Teve gente dando cavalo de pau na pista comemorando ‘a solução’ para a Rio-Bahia. Só que não. Duas novas realidades chegaram assustando como carreta na contramão. A primeira, a conta.
Para largar o queijo, a Viabahia queria levar a faca. Fez uma proposta – aceita pelo governo, diga-se – de entregar o carro usado, receber um novo e levar o troco. Ficou fechado que o Ministério dos Transportes indenizará a ViaBahia em R$ 892 milhões para ela sair da concessão.

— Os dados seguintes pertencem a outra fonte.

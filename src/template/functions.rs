//! Value transformations applied by `:function` suffixes of a placeholder

use std::fmt;
use std::str::FromStr;

/// A transformation applied to a placeholder value
#[derive(Debug, Clone, Copy, PartialEq, Eq)]
pub enum TemplateFunction {
    Lowercase,
    Uppercase,
    /// Collapse runs outside `[A-Za-z0-9_-]` to `-`
    Slug,
    /// Like `Slug`, keeping `.`
    SlugDot,
    /// Like `Slug`, also replacing `_`
    SlugHyphen,
    /// Allowed set `[A-Za-z0-9-.]`
    SlugHyphenDot,
    /// Collapse runs outside `[A-Za-z0-9_]` to `_`
    Word,
    /// Like `Word`, keeping `.`
    WordDot,
    /// Increment a trailing number, or append `.1`
    Next,
    /// Increment the rightmost number anywhere in the value
    IncrementLast,
}

impl TemplateFunction {
    /// Name as written in a format string
    pub fn name(&self) -> &'static str {
        match self {
            TemplateFunction::Lowercase => "lowercase",
            TemplateFunction::Uppercase => "uppercase",
            TemplateFunction::Slug => "slug",
            TemplateFunction::SlugDot => "slug+dot",
            TemplateFunction::SlugHyphen => "slug+hyphen",
            TemplateFunction::SlugHyphenDot => "slug+hyphen+dot",
            TemplateFunction::Word => "word",
            TemplateFunction::WordDot => "word+dot",
            TemplateFunction::Next => "next",
            TemplateFunction::IncrementLast => "incrementlast",
        }
    }

    pub fn apply(&self, value: &str) -> String {
        match self {
            TemplateFunction::Lowercase => value.to_lowercase(),
            TemplateFunction::Uppercase => value.to_uppercase(),
            TemplateFunction::Slug => collapse(value, |c| c == '_' || c == '-', '-'),
            TemplateFunction::SlugDot => collapse(value, |c| matches!(c, '_' | '-' | '.'), '-'),
            TemplateFunction::SlugHyphen => collapse(value, |c| c == '-', '-'),
            TemplateFunction::SlugHyphenDot => collapse(value, |c| c == '-' || c == '.', '-'),
            TemplateFunction::Word => collapse(value, |c| c == '_', '_'),
            TemplateFunction::WordDot => collapse(value, |c| c == '_' || c == '.', '_'),
            TemplateFunction::Next => next(value),
            TemplateFunction::IncrementLast => increment_last(value),
        }
    }
}

impl FromStr for TemplateFunction {
    type Err = String;

    fn from_str(s: &str) -> Result<Self, Self::Err> {
        match s {
            "lowercase" => Ok(TemplateFunction::Lowercase),
            "uppercase" => Ok(TemplateFunction::Uppercase),
            "slug" => Ok(TemplateFunction::Slug),
            "slug+dot" => Ok(TemplateFunction::SlugDot),
            "slug+hyphen" => Ok(TemplateFunction::SlugHyphen),
            "slug+hyphen+dot" => Ok(TemplateFunction::SlugHyphenDot),
            "word" => Ok(TemplateFunction::Word),
            "word+dot" => Ok(TemplateFunction::WordDot),
            "next" => Ok(TemplateFunction::Next),
            "incrementlast" => Ok(TemplateFunction::IncrementLast),
            other => Err(format!("unknown function '{}'", other)),
        }
    }
}

impl fmt::Display for TemplateFunction {
    fn fmt(&self, f: &mut fmt::Formatter<'_>) -> fmt::Result {
        write!(f, "{}", self.name())
    }
}

/// Replace every maximal run of disallowed characters with `separator`.
///
/// ASCII letters and digits are always allowed; `extra` admits more.
fn collapse(value: &str, extra: impl Fn(char) -> bool, separator: char) -> String {
    let mut result = String::with_capacity(value.len());
    let mut in_run = false;

    for c in value.chars() {
        if c.is_ascii_alphanumeric() || extra(c) {
            result.push(c);
            in_run = false;
        } else if !in_run {
            result.push(separator);
            in_run = true;
        }
    }

    result
}

fn next(value: &str) -> String {
    let prefix_len = value.trim_end_matches(|c: char| c.is_ascii_digit()).len();
    if prefix_len == value.len() {
        return format!("{}.1", value);
    }

    let (prefix, digits) = value.split_at(prefix_len);
    format!("{}{}", prefix, increment_digits(digits))
}

fn increment_last(value: &str) -> String {
    let Some(last_digit) = value.rfind(|c: char| c.is_ascii_digit()) else {
        return value.to_string();
    };

    let end = last_digit + 1;
    let start = value[..end]
        .trim_end_matches(|c: char| c.is_ascii_digit())
        .len();

    format!(
        "{}{}{}",
        &value[..start],
        increment_digits(&value[start..end]),
        &value[end..]
    )
}

/// Add one to a run of ASCII digits, keeping its width unless it overflows
/// ("09" -> "10", "99" -> "100").
fn increment_digits(digits: &str) -> String {
    let mut result: Vec<char> = digits.chars().collect();

    for c in result.iter_mut().rev() {
        if *c == '9' {
            *c = '0';
        } else {
            *c = char::from(*c as u8 + 1);
            return result.into_iter().collect();
        }
    }

    std::iter::once('1').chain(result).collect()
}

A outra realidade é o pesadelo da dúvida: quem vai cuidar da rodovia? Ficou claro que o governo deixou a discussão acontecer, tendo em vista o desfecho do fim do contrato, mas sem se preparar para isso. Como se esperasse um rompante dos canadenses em favor das reinvindicações de conquistenses, jequieenses e freirenses.

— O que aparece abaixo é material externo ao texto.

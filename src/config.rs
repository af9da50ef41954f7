use serde::{Deserialize, Serialize};
use std::fs;
use std::path::{Path, PathBuf};

use crate::domain::{PatternMatcher, PropertyDescriptor, VersionDescriptor};
use crate::error::{GitVersionError, Result};
use crate::selector::DescriptorSelector;

/// Name of the configuration file looked up in the working and user config directories
pub const CONFIG_FILE_NAME: &str = "gitver.toml";

/// Represents the complete configuration for gitver.
///
/// Contains the ordered tag and branch descriptors, the commit fallback, and
/// whether tags take priority over branches.
#[derive(Debug, Deserialize, Serialize, Clone, Default, PartialEq)]
#[serde(deny_unknown_fields)]
pub struct Config {
    #[serde(default)]
    pub prefer_tags: bool,

    #[serde(default, rename = "branch")]
    pub branches: Vec<RefDescriptorConfig>,

    #[serde(default, rename = "tag")]
    pub tags: Vec<RefDescriptorConfig>,

    #[serde(default)]
    pub commit: CommitDescriptorConfig,
}

/// Returns the pattern matching every name.
fn default_pattern() -> String {
    PatternMatcher::MATCH_ALL.to_string()
}

/// Returns the default commit version format.
fn default_commit_format() -> String {
    "${commit}".to_string()
}

/// Descriptor for a branch or tag.
#[derive(Debug, Deserialize, Serialize, Clone, PartialEq)]
#[serde(deny_unknown_fields)]
pub struct RefDescriptorConfig {
    #[serde(default = "default_pattern")]
    pub pattern: String,

    pub version_format: String,

    #[serde(default)]
    pub prefix: String,

    #[serde(default, rename = "property")]
    pub properties: Vec<PropertyDescriptorConfig>,
}

/// Fallback descriptor used when no branch or tag descriptor applies.
#[derive(Debug, Deserialize, Serialize, Clone, PartialEq)]
#[serde(deny_unknown_fields)]
pub struct CommitDescriptorConfig {
    #[serde(default = "default_commit_format")]
    pub version_format: String,

    #[serde(default, rename = "property")]
    pub properties: Vec<PropertyDescriptorConfig>,
}

impl Default for CommitDescriptorConfig {
    fn default() -> Self {
        CommitDescriptorConfig {
            version_format: default_commit_format(),
            properties: Vec::new(),
        }
    }
}

/// Rewrite rule for properties whose name and value match.
#[derive(Debug, Deserialize, Serialize, Clone, PartialEq)]
#[serde(deny_unknown_fields)]
pub struct PropertyDescriptorConfig {
    pub name_pattern: String,

    #[serde(default = "default_pattern")]
    pub value_pattern: String,

    pub value_format: String,
}

impl Config {
    /// Compiles every pattern and format string into a selector.
    ///
    /// Errors name the offending descriptor, e.g. `branch[1].version_format`.
    pub fn compile(&self) -> Result<DescriptorSelector> {
        let tags = compile_ref_descriptors("tag", &self.tags)?;
        let branches = compile_ref_descriptors("branch", &self.branches)?;

        let commit = VersionDescriptor::commit(&self.commit.version_format)
            .map_err(|e| e.in_descriptor("commit.version_format"))?;
        let commit = with_properties(commit, "commit", &self.commit.properties)?;

        Ok(DescriptorSelector::new(tags, branches, commit).prefer_tags(self.prefer_tags))
    }
}

fn compile_ref_descriptors(
    kind: &str,
    descriptors: &[RefDescriptorConfig],
) -> Result<Vec<VersionDescriptor>> {
    descriptors
        .iter()
        .enumerate()
        .map(|(index, config)| {
            let location = format!("{}[{}]", kind, index);

            let descriptor =
                VersionDescriptor::for_ref(Some(&config.pattern), &config.version_format)
                    .map_err(|e| {
                        let field = match e {
                            GitVersionError::Pattern { .. } => "pattern",
                            _ => "version_format",
                        };
                        e.in_descriptor(&format!("{}.{}", location, field))
                    })?
                    .with_prefix(config.prefix.as_str());

            with_properties(descriptor, &location, &config.properties)
        })
        .collect()
}

fn with_properties(
    mut descriptor: VersionDescriptor,
    location: &str,
    properties: &[PropertyDescriptorConfig],
) -> Result<VersionDescriptor> {
    for (index, property) in properties.iter().enumerate() {
        let location = format!("{}.property[{}]", location, index);

        let compiled = PropertyDescriptor::new(
            &property.name_pattern,
            Some(&property.value_pattern),
            &property.value_format,
        )
        .map_err(|e| {
            // name_pattern compiles first, so an identical value_pattern reports as name_pattern
            let field = match &e {
                GitVersionError::Pattern { pattern, .. } if *pattern == property.name_pattern => {
                    "name_pattern"
                }
                GitVersionError::Pattern { .. } => "value_pattern",
                _ => "value_format",
            };
            e.in_descriptor(&format!("{}.{}", location, field))
        })?;

        descriptor = descriptor.with_property(compiled);
    }

    Ok(descriptor)
}

/// Parses a configuration from TOML text.
pub fn parse_config(content: &str) -> Result<Config> {
    Ok(toml::from_str(content)?)
}

/// Finds the configuration file to use, if any.
///
/// Looks in the following order:
/// 1. Custom path provided as parameter (must exist)
/// 2. `gitver.toml` in current directory
/// 3. `gitver.toml` in the user config directory
pub fn find_config(config_path: Option<&str>) -> Result<Option<PathBuf>> {
    if let Some(path) = config_path {
        let path = PathBuf::from(path);
        if !path.is_file() {
            return Err(GitVersionError::config(format!(
                "Configuration file not found: {}",
                path.display()
            )));
        }
        return Ok(Some(path));
    }

    let local = Path::new(".").join(CONFIG_FILE_NAME);
    if local.is_file() {
        return Ok(Some(local));
    }

    Ok(dirs::config_dir()
        .map(|dir| dir.join(CONFIG_FILE_NAME))
        .filter(|path| path.is_file()))
}

/// Loads configuration from file or returns defaults.
///
/// # Arguments
/// * `config_path` - Optional path to custom configuration file
///
/// # Returns
/// * `Ok(Config)` - Loaded or default configuration
/// * `Err` - If the file cannot be read or parsed
pub fn load_config(config_path: Option<&str>) -> Result<Config> {
    match find_config(config_path)? {
        Some(path) => {
            tracing::debug!(path = %path.display(), "loading configuration");
            parse_config(&fs::read_to_string(path)?)
        }
        None => Ok(Config::default()),
    }
}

Não deu. A Viabahia, que se refestelou, almoçando e jantando com nosso mirradinho dinheiro no pedágio, e agora só sai com a sobremesa de uns 900 milhões de reais.
E hoje, ‘save the date’ ou ‘réservez la date’, como diriam no Canadá, a multinacional mandou avisar: o TCU não decidiu nada, então fica tudo como está. “Após 31/12 e até que seja concluído o devido processo de solução consensual, a administração e a operação da rodovia incluindo as praças de pedágio, continuarão sendo realizadas normalmente pela concessionária”.
“Assim que houver a decisão do TCU sobre a proposta, a data de encerramento do contrato de concessão será comunicada a todos os interessados.”
Mas, é hora de alguma sensatez. A essa altura, sem qualquer sinal do que o Departamento Nacional de Infraestrutura de Transportes (DNIT) pretende fazer quando – e se – a Viabahia sair, é melhor deixar um tempo como está. Se é ruim com ela, ficará um tempão sem ela.
Fiquemos com as sábias palavras do governador Jerônimo Rodrigues, que pediu ao TCU para esparar um pouco mais:
“Qual nossa preocupação? Que no dia 31 de dezembro a ViaBahia saindo, como é que vai funcionar? Quem vai cuidar da estrada, dos guinchos, da iluminação? Eu fui porque estou preocupado. Não vou deixar o povo da Bahia sentir saudades da ViaBahia, porque se a gente não cuidar, alguém vai pedir para ela voltar.”